Secrets - they can be good things or they can be bad things. Sometimes, though, they just are.
A good many of my friends and family know that I can't hear - not really well - it's not something I was born with, it's an effect from being in the military. That along with a few other things.
There was no point in time where I was given a choice - do I want this or that - do I want to accept, adjust, deal - there was no choice, there only is. I had to accept and adjust to the hearing loss, just like I have to accept, adjust and deal with other things like no more kids, thyroid issues, and dental issues. All from the same time period. I have a huge amount of confidence for most things. I know mostly who I am and what I want and where I'm going. Great, right - mostly. But the fact that I can't hear a lot of things means I built more walls, allow myself to be perceived as shy or weak. Why? Because I'm scared of making a mistake. One that will have people laughing at me at the best and causing someone their life at the worse. I worry that I won't hear my daughter when she needs it. I allow myself to stick around family and friends even when I know they are bad for me, not because I fear change - love change, but because I never know what I'm missing that I needed.
I've never asked why me, but I wonder - often - if I am ever going to find the right person for me - if they will accept me as I am? Will they be okay with the closed captioning on the screen of the tv, deal with the fact that plays, movies, and concerts are hard for me and sometimes not doable.
We live in a world where communication is key. My jobs depend on my ability to communicate. I completely trust few people because sometime I have to rely on them to tell me what I missed and I need to know that what I'm being told is the truth. Hearing enables communication, not being able to hear, hinders my communication. And that scares me. It is one of the few things that I'm scared about.

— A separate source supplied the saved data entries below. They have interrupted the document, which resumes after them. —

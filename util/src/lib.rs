//! Utility library for the launch rig software

// ---------------------------------------------------------------------------
// MODULES
// ---------------------------------------------------------------------------

pub mod archive;
pub mod host;
pub mod logger;
pub mod maths;
pub mod params;
pub mod session;
pub mod time;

I want to learn ASL, but the only classes I can find are at the university level - I don't need or want a grade, I need to be able to communicate. I need to know what is happening in the world around me.
There are things I want to try, but I can't because without someone I trust around to make sure I'm not missing the signals I need, it's not safe.
I don't like talking on phones anymore than I have to, and I don't like talking to people with heavy accents - not because I don't like them or because of some nonsensical idea that they took my job away or a job from a 'real' American - no, it's because I can't decipher what they are saying. I have a friend - my best friend and it is getting harder and harder to talk to them on the phone because too many of the words run together.
PA systems, loud speakers, announcers - I can't understand anything. I don't hear my smoke detector. And the sounds that the emergency broadcasters make, I don't hear.
This isn't a topic I talk about to my friends or family - it's one that I'll work through because I have no choice. But sometimes it would have been nice to have been given a choice.